Kath. Sauf votre honneur, me understand vell.
K. Hen. Marry, if you would put me to verses or to dance for your sake, Kate, why you undid me: for the one I have neither words nor measures, and for the other, I have no strength in measure, yet a reasonable measure in strength. If I could win a lady at leap-frog, or by vaulting into my saddle with my armor on my back, under the correction of bragging be it spoken, I should quickly leap into a wife. Or if I buffet for my love, or bound my horse for her favors, I could lay on like a butcher and sit like a jackanapes, never off. But, Kate, I can not look greenly nor gasp out my eloquence, nor I have no cunning in protestation: only downright oaths, which I never use till urged, nor never break for urging. If thou canst love a fellow of this temper, Kate, whose face is not worth sun-burning, that never looks in his glass for love of anything he sees there, let thine eye be thy cook. I speak to thee plain soldier: if thou canst love me for this, take me: if not, to say to thee that I shall die, is true; but for thy love, no; yet I love thee, too. And while thou livest, dear Kate, take a fellow of plain and uncoined constancy; for he perforce must do thee right, because he hath not the gift to woo in other places: for these fellows of infinite tongue, that can rhyme themselves into ladies' favors, they do always reason themselves out again. What! a speaker is but a prater; a rhyme is but a ballad. A good leg will fall; a straight back will stoop; a black beard will turn white; a curled pate will grow bald; a fair face will wither; a full eye will wax hollow: but a good heart, Kate, is the sun and the moon; or rather the sun and not the moon, for it shines bright and never changes, but keeps his course truly. If thou would have such a one, take me; and take me, take a soldier; take a soldier, take a king. And what sayest thou then to my love? speak, my fair, and fairly, I pray thee.

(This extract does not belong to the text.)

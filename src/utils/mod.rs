pub mod image_ops;
pub mod metrics;

pub use metrics::Metrics;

Kath. Is it possible dat I should love de enemy of France?
K. Hen. No; it is not possible you should love the enemy of France, Kate: but, in loving me, you should love the friend of France; for I love France so well that I will not part with a village of it; I will have it all mine; and, Kate, when France is mine and I am yours, then yours is France and you are mine.
Kath. I can not tell vat is dat.
K. Hen. No, Kate? I will tell thee in French; which I am sure will hang upon my tongue like a new-married wife about her husband's neck, hardly to be shook off. Quand j'ay la possession de France, et quand vous avez la possession de moi,—let me see, what then? Saint Denis be my speed!—donc votre est France et vous êtes mienne. It is as easy for me, Kate, to conquer the kingdom as to speak so much more French; I shall never move thee in French, unless it be to laugh at me.
Kath. Sauf votre honneur, le François que vous parlez, est meilleur que l'Anglois lequel je parle.